#### [Listed records]
//! Wire primitives shared by every payload codec.
//!
//! Bitmessage uses Bitcoin-style variable-length integers with the tag
//! bytes 0xFD/0xFE/0xFF, but all multi-byte values are big-endian
//! (network byte order). Encoding and decoding are strict inverses; a
//! declared length that would overrun the input is a parse error, never
//! a panic.

use crate::error::{CoreError, CoreResult};

/// Hard upper bound on any message payload (1,600,003 bytes).
pub const MAX_PAYLOAD_SIZE: usize = 1_600_003;

/// Appends a varint to `buf`: 1, 3, 5 or 9 bytes.
pub fn put_var_int(buf: &mut Vec<u8>, value: u64) {
    if value < 0xFD {
        buf.push(value as u8);
    } else if value <= 0xFFFF {
        buf.push(0xFD);
        buf.extend_from_slice(&(value as u16).to_be_bytes());
    } else if value <= 0xFFFF_FFFF {
        buf.push(0xFE);
        buf.extend_from_slice(&(value as u32).to_be_bytes());
    } else {
        buf.push(0xFF);
        buf.extend_from_slice(&value.to_be_bytes());
    }
}

/// Appends varint(len) followed by the raw bytes.
pub fn put_var_bytes(buf: &mut Vec<u8>, bytes: &[u8]) {
    put_var_int(buf, bytes.len() as u64);
    buf.extend_from_slice(bytes);
}

/// Appends a var_str: varint(len) followed by UTF-8 bytes.
pub fn put_var_str(buf: &mut Vec<u8>, s: &str) {
    put_var_bytes(buf, s.as_bytes());
}

/// Appends a varint-prefixed list of varints (e.g. the streams list of
/// a version message).
pub fn put_var_int_list(buf: &mut Vec<u8>, values: &[u64]) {
    put_var_int(buf, values.len() as u64);
    for v in values {
        put_var_int(buf, *v);
    }
}

pub fn put_u16(buf: &mut Vec<u8>, value: u16) {
    buf.extend_from_slice(&value.to_be_bytes());
}

pub fn put_u32(buf: &mut Vec<u8>, value: u32) {
    buf.extend_from_slice(&value.to_be_bytes());
}

pub fn put_u64(buf: &mut Vec<u8>, value: u64) {
    buf.extend_from_slice(&value.to_be_bytes());
}

pub fn put_i64(buf: &mut Vec<u8>, value: i64) {
    buf.extend_from_slice(&value.to_be_bytes());
}

/// Byte-length of `value` once varint-encoded.
pub fn var_int_len(value: u64) -> usize {
    match value {
        0..=0xFC => 1,
        0xFD..=0xFFFF => 3,
        0x1_0000..=0xFFFF_FFFF => 5,
        _ => 9,
    }
}

/// Cursor over a received byte buffer.
///
/// Every accessor checks the remaining length before touching the
/// input and fails with [`CoreError::Parse`] on overrun.
pub struct Decoder<'a> {
    buf: &'a [u8],
    pos: usize,
}

impl<'a> Decoder<'a> {
    pub fn new(buf: &'a [u8]) -> Self {
        Self { buf, pos: 0 }
    }

    pub fn remaining(&self) -> usize {
        self.buf.len() - self.pos
    }

    pub fn is_empty(&self) -> bool {
        self.remaining() == 0
    }

    /// Position in the underlying buffer, in bytes.
    pub fn position(&self) -> usize {
        self.pos
    }

    pub fn bytes(&mut self, n: usize) -> CoreResult<&'a [u8]> {
        if self.remaining() < n {
            return Err(CoreError::parse(format!(
                "need {} bytes, {} remaining",
                n,
                self.remaining()
            )));
        }
        let out = &self.buf[self.pos..self.pos + n];
        self.pos += n;
        Ok(out)
    }

    pub fn array<const N: usize>(&mut self) -> CoreResult<[u8; N]> {
        let mut out = [0u8; N];
        out.copy_from_slice(self.bytes(N)?);
        Ok(out)
    }

    pub fn u8(&mut self) -> CoreResult<u8> {
        Ok(self.bytes(1)?[0])
    }

    pub fn u16(&mut self) -> CoreResult<u16> {
        Ok(u16::from_be_bytes(self.array()?))
    }

    pub fn u32(&mut self) -> CoreResult<u32> {
        Ok(u32::from_be_bytes(self.array()?))
    }

    pub fn u64(&mut self) -> CoreResult<u64> {
        Ok(u64::from_be_bytes(self.array()?))
    }

    pub fn i64(&mut self) -> CoreResult<i64> {
        Ok(i64::from_be_bytes(self.array()?))
    }

    pub fn var_int(&mut self) -> CoreResult<u64> {
        match self.u8()? {
            tag @ 0..=0xFC => Ok(tag as u64),
            0xFD => Ok(self.u16()? as u64),
            0xFE => Ok(self.u32()? as u64),
            0xFF => self.u64(),
        }
    }

    /// Varint-prefixed byte string. `max` bounds the declared length so a
    /// hostile peer cannot make us trust a bogus allocation size.
    pub fn var_bytes(&mut self, max: usize) -> CoreResult<Vec<u8>> {
        let len = self.var_int()?;
        if len > max as u64 {
            return Err(CoreError::parse(format!(
                "declared length {} exceeds limit {}",
                len, max
            )));
        }
        Ok(self.bytes(len as usize)?.to_vec())
    }

    pub fn var_str(&mut self, max: usize) -> CoreResult<String> {
        let bytes = self.var_bytes(max)?;
        String::from_utf8(bytes).map_err(|_| CoreError::parse("var_str is not valid UTF-8"))
    }

    pub fn var_int_list(&mut self, max: usize) -> CoreResult<Vec<u64>> {
        let count = self.var_int()?;
        if count > max as u64 {
            return Err(CoreError::parse(format!(
                "declared count {} exceeds limit {}",
                count, max
            )));
        }
        let mut out = Vec::with_capacity(count as usize);
        for _ in 0..count {
            out.push(self.var_int()?);
        }
        Ok(out)
    }

    /// Consumes and returns everything that is left.
    pub fn take_rest(&mut self) -> &'a [u8] {
        let out = &self.buf[self.pos..];
        self.pos = self.buf.len();
        out
    }

    /// Fails unless the whole input was consumed; payload codecs call
    /// this so trailing garbage is rejected rather than ignored.
    pub fn finish(&self) -> CoreResult<()> {
        if self.is_empty() {
            Ok(())
        } else {
            Err(CoreError::parse(format!(
                "{} trailing bytes after payload",
                self.remaining()
            )))
        }
    }
}

#[cfg(test)]
mod tests {
    use super::*;

    #[test]
    fn var_int_round_trip_and_lengths() {
        let cases: &[(u64, usize)] = &[
            (0, 1),
            (252, 1),
            (253, 3),
            (0xFFFF, 3),
            (0x1_0000, 5),
            (0xFFFF_FFFF, 5),
            (0x1_0000_0000, 9),
            (u64::MAX, 9),
        ];
        for &(value, expected_len) in cases {
            let mut buf = Vec::new();
            put_var_int(&mut buf, value);
            assert_eq!(buf.len(), expected_len, "encoded length of {}", value);
            assert_eq!(var_int_len(value), expected_len);

            let mut dec = Decoder::new(&buf);
            assert_eq!(dec.var_int().unwrap(), value);
            assert!(dec.is_empty());
        }
    }

    #[test]
    fn var_int_tag_bytes() {
        let mut buf = Vec::new();
        put_var_int(&mut buf, 253);
        assert_eq!(buf, vec![0xFD, 0x00, 0xFD]);

        buf.clear();
        put_var_int(&mut buf, 0x1_0000);
        assert_eq!(buf, vec![0xFE, 0x00, 0x01, 0x00, 0x00]);

        buf.clear();
        put_var_int(&mut buf, 0x1_0000_0000);
        assert_eq!(buf[0], 0xFF);
        assert_eq!(buf.len(), 9);
    }

    #[test]
    fn truncated_var_int_is_parse_error() {
        // 0xFD announces two more bytes but only one follows.
        let mut dec = Decoder::new(&[0xFD, 0x01]);
        assert!(matches!(dec.var_int(), Err(CoreError::Parse(_))));
    }

    #[test]
    fn var_bytes_overrun_is_parse_error() {
        let mut buf = Vec::new();
        put_var_int(&mut buf, 10);
        buf.extend_from_slice(&[1, 2, 3]); // three bytes, ten promised
        let mut dec = Decoder::new(&buf);
        assert!(matches!(dec.var_bytes(1024), Err(CoreError::Parse(_))));
    }

    #[test]
    fn var_bytes_respects_limit() {
        let mut buf = Vec::new();
        put_var_bytes(&mut buf, &[0u8; 64]);
        let mut dec = Decoder::new(&buf);
        assert!(dec.var_bytes(32).is_err());
    }

    #[test]
    fn var_str_round_trip() {
        let mut buf = Vec::new();
        put_var_str(&mut buf, "/bitmessage-rust:0.1/");
        let mut dec = Decoder::new(&buf);
        assert_eq!(dec.var_str(256).unwrap(), "/bitmessage-rust:0.1/");
    }

    #[test]
    fn var_int_list_round_trip() {
        let mut buf = Vec::new();
        put_var_int_list(&mut buf, &[1, 2, 0xFFFF]);
        let mut dec = Decoder::new(&buf);
        assert_eq!(dec.var_int_list(16).unwrap(), vec![1, 2, 0xFFFF]);
    }

    #[test]
    fn finish_rejects_trailing_bytes() {
        let mut dec = Decoder::new(&[0x01, 0x02]);
        dec.u8().unwrap();
        assert!(dec.finish().is_err());
        dec.u8().unwrap();
        assert!(dec.finish().is_ok());
    }
}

#### [Exercise]
Pick out every line above that contains the word "unwrap" and copy it.

#### [Result of the exercise]
            assert_eq!(dec.var_int().unwrap(), value);
        assert_eq!(dec.var_str(256).unwrap(), "/bitmessage-rust:0.1/");
        assert_eq!(dec.var_int_list(16).unwrap(), vec![1, 2, 0xFFFF]);
        dec.u8().unwrap();
        dec.u8().unwrap();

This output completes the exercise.